Stored items from a collection:

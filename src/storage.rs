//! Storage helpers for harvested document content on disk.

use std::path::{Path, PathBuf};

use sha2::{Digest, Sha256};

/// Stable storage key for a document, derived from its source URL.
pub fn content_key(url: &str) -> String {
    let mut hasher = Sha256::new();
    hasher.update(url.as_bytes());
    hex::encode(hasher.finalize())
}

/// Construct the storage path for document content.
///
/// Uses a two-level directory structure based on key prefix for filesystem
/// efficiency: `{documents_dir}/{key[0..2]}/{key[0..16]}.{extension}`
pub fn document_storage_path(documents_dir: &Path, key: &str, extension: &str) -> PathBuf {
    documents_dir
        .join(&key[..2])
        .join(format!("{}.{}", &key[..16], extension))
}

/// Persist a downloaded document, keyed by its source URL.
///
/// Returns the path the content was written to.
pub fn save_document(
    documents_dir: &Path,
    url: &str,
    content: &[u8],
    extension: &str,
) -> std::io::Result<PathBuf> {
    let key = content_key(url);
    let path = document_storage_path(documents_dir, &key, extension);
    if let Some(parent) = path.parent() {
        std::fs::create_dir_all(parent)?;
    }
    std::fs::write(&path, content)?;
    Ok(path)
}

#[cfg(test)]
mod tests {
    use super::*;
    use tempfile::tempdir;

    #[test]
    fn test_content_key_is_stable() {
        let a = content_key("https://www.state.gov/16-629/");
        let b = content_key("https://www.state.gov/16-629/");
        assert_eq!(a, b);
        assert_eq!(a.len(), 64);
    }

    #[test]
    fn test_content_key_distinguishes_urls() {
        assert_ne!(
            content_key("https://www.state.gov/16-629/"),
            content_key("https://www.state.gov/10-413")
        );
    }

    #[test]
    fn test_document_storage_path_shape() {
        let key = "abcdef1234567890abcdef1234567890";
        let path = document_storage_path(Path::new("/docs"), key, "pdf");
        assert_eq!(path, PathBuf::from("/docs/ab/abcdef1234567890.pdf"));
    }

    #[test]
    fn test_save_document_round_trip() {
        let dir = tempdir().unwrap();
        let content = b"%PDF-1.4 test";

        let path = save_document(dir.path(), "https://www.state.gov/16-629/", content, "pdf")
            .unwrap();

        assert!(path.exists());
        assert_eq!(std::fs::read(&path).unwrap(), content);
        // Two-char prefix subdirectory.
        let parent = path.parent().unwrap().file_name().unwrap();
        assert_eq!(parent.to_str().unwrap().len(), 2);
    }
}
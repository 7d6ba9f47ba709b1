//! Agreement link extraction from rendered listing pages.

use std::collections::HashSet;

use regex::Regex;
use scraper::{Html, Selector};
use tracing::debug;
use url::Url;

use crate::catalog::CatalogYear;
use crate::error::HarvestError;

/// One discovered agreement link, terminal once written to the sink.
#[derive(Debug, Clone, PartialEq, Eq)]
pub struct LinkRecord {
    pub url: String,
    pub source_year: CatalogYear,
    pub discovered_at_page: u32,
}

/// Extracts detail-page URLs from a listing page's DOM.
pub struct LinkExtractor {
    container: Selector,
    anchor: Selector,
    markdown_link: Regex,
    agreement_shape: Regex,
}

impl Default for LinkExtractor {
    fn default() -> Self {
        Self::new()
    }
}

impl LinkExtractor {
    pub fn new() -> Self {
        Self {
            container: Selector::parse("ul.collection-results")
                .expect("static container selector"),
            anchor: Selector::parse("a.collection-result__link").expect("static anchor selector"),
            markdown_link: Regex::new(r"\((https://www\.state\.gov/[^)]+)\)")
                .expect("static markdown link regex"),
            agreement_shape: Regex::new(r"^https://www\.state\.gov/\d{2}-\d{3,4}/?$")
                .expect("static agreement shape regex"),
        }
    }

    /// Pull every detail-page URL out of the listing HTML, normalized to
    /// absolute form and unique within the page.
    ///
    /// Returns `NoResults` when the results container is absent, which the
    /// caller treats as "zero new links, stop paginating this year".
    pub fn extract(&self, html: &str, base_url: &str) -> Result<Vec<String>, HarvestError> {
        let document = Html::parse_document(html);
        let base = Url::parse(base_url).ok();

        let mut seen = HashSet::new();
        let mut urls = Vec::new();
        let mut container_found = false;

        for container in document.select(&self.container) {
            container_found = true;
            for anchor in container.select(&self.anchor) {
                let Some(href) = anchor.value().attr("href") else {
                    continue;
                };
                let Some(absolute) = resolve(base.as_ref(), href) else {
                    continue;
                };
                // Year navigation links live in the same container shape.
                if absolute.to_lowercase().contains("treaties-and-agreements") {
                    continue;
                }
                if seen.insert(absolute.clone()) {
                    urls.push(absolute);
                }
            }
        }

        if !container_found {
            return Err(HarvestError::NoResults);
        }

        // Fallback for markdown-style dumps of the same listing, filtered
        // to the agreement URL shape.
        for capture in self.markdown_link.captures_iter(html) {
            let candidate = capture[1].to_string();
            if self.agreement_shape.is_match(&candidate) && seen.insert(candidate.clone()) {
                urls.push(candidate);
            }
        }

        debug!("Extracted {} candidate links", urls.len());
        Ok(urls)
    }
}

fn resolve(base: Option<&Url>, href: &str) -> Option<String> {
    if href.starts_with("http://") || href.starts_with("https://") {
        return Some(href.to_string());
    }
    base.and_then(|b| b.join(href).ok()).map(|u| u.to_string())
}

==

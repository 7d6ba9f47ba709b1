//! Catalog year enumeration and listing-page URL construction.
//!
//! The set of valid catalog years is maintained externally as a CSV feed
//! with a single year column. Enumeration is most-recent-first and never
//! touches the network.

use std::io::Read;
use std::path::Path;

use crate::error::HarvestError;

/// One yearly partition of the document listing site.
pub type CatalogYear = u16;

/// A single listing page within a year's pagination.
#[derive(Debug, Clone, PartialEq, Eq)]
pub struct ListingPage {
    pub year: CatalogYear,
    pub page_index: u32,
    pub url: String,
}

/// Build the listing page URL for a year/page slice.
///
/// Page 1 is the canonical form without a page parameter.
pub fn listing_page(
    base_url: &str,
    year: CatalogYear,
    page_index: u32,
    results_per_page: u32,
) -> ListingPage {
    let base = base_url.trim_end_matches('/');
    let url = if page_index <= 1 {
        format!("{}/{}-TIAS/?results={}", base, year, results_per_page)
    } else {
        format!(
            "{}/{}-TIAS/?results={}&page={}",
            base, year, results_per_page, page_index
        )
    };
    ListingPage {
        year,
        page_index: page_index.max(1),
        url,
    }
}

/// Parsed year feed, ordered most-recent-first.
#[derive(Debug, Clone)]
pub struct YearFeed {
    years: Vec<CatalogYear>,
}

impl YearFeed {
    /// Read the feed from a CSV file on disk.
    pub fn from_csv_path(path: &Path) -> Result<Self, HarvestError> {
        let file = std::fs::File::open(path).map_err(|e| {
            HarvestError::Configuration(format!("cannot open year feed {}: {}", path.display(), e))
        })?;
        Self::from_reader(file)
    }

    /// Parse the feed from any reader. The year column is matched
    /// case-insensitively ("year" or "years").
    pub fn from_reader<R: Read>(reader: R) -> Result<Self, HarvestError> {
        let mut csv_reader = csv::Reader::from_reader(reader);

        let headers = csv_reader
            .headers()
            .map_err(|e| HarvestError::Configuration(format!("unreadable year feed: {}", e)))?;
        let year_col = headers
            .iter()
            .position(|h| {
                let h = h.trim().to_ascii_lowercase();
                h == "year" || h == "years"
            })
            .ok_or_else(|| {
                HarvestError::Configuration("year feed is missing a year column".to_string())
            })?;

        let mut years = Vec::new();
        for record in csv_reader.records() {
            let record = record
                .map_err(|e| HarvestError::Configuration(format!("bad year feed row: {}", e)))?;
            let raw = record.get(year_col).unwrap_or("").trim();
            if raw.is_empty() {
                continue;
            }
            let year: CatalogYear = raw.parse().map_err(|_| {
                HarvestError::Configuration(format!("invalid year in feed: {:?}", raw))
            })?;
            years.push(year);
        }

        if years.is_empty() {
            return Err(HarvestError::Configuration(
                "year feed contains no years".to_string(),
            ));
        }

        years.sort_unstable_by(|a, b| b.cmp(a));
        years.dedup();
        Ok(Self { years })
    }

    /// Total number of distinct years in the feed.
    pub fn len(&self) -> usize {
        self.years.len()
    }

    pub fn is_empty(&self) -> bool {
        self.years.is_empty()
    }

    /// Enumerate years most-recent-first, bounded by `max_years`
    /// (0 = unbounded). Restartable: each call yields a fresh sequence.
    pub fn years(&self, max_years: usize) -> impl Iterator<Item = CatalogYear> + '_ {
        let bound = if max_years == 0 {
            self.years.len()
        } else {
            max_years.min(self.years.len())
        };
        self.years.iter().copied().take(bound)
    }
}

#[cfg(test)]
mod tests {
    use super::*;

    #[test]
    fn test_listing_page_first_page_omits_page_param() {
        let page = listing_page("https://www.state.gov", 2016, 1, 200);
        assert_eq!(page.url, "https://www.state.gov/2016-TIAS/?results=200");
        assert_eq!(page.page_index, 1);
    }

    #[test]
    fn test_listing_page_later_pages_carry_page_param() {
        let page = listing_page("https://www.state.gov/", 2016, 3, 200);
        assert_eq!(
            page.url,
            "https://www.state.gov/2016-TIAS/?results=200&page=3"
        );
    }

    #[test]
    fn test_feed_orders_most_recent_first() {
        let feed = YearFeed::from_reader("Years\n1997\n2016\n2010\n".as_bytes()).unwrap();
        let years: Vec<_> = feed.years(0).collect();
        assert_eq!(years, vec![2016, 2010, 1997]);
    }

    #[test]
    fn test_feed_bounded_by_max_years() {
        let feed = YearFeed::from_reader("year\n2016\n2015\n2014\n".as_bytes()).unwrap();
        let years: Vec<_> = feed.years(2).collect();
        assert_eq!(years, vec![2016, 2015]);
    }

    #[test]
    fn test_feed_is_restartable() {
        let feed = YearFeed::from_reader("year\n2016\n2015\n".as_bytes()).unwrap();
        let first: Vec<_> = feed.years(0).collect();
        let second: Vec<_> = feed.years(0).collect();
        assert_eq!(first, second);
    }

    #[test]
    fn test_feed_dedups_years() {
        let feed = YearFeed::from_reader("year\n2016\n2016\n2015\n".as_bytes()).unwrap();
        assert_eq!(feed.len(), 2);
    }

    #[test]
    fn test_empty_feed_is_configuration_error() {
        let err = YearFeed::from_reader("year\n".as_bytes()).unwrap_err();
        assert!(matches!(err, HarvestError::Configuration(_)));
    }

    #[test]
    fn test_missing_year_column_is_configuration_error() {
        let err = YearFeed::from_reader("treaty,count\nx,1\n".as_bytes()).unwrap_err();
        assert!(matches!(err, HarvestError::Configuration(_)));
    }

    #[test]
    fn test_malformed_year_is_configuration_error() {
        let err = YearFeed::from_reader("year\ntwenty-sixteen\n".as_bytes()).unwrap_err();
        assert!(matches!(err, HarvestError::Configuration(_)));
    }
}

### Your assignment
Filter on the word "push": copy each matching line from the entries above.

### Answer for this exercise
                    urls.push(absolute);
                urls.push(candidate);
            years.push(year);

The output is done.